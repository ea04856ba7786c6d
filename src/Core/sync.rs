// The bounded-buffer synchronization core: two counting semaphores and one
// mutex around the protected storage.

use super::lock::InterruptibleMutex;
use super::semaphore::Semaphore;
use super::signal::Signal;
use crate::error::FifoError;
use crossbeam_utils::CachePadded;

/// Synchronization state of a bounded buffer holding `capacity` slots.
///
/// ### Protocol:
/// - **Writers** take a `free_slots` permit, then the lock, fill the tail
///   slot, unlock, and release a `filled_slots` permit.
/// - **Readers** take a `filled_slots` permit, then the lock, drain the head
///   slot, unlock, and release a `free_slots` permit.
///
/// Permits are always taken before the lock and never while holding it.
/// A caller that fails after taking a permit gives back that same permit.
pub struct SyncCore<T> {
    /// Slots a writer may still claim. Starts at `capacity`.
    free_slots: CachePadded<Semaphore>,
    /// Slots a reader may still claim. Starts at 0.
    filled_slots: CachePadded<Semaphore>,
    storage: InterruptibleMutex<T>,
}

impl<T> SyncCore<T> {
    pub fn new(capacity: usize, storage: T) -> Self {
        Self {
            free_slots: CachePadded::new(Semaphore::new(capacity)),
            filled_slots: CachePadded::new(Semaphore::new(0)),
            storage: InterruptibleMutex::new(storage),
        }
    }

    pub fn acquire_free(&self, signal: &Signal) -> Result<(), FifoError> {
        self.free_slots.acquire(signal)
    }

    pub fn release_free(&self) {
        self.free_slots.release();
    }

    pub fn acquire_filled(&self, signal: &Signal) -> Result<(), FifoError> {
        self.filled_slots.acquire(signal)
    }

    pub fn release_filled(&self) {
        self.filled_slots.release();
    }

    /// Run `f` with exclusive access to the storage.
    ///
    /// Fails with `Interrupted` if the lock wait is cancelled, in which case
    /// `f` is not run.
    pub fn with_lock<R>(
        &self,
        signal: &Signal,
        f: impl FnOnce(&mut T) -> Result<R, FifoError>,
    ) -> Result<R, FifoError> {
        let mut guard = self.storage.lock(signal)?;
        f(&mut *guard)
    }

    /// Read-only access under the lock, ignoring interruption.
    pub fn inspect<R>(&self, f: impl FnOnce(&T) -> R) -> R {
        let guard = self.storage.lock_uninterruptible();
        f(&*guard)
    }

    pub fn free_slots(&self) -> usize {
        self.free_slots.available()
    }

    pub fn filled_slots(&self) -> usize {
        self.filled_slots.available()
    }

    pub fn is_locked(&self) -> bool {
        self.storage.is_locked()
    }

    pub fn storage_mut(&mut self) -> &mut T {
        self.storage.get_mut()
    }
}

+ + + + + + +

● **What is being asked**
Repeat exactly the lines from the one containing "self.free_slots.acquire(signal)" to the end of the records.

● **Answer section**
        self.free_slots.acquire(signal)
    }

    pub fn release_free(&self) {
        self.free_slots.release();
    }

    pub fn acquire_filled(&self, signal: &Signal) -> Result<(), FifoError> {
        self.filled_slots.acquire(signal)
    }

    pub fn release_filled(&self) {
        self.filled_slots.release();
    }

    /// Run `f` with exclusive access to the storage.
    ///
    /// Fails with `Interrupted` if the lock wait is cancelled, in which case
    /// `f` is not run.
    pub fn with_lock<R>(
        &self,
        signal: &Signal,
        f: impl FnOnce(&mut T) -> Result<R, FifoError>,
    ) -> Result<R, FifoError> {
        let mut guard = self.storage.lock(signal)?;
        f(&mut *guard)
    }

    /// Read-only access under the lock, ignoring interruption.
    pub fn inspect<R>(&self, f: impl FnOnce(&T) -> R) -> R {
        let guard = self.storage.lock_uninterruptible();
        f(&*guard)
    }

    pub fn free_slots(&self) -> usize {
        self.free_slots.available()
    }

    pub fn filled_slots(&self) -> usize {
        self.filled_slots.available()
    }

    pub fn is_locked(&self) -> bool {
        self.storage.is_locked()
    }

    pub fn storage_mut(&mut self) -> &mut T {
        self.storage.get_mut()
    }
}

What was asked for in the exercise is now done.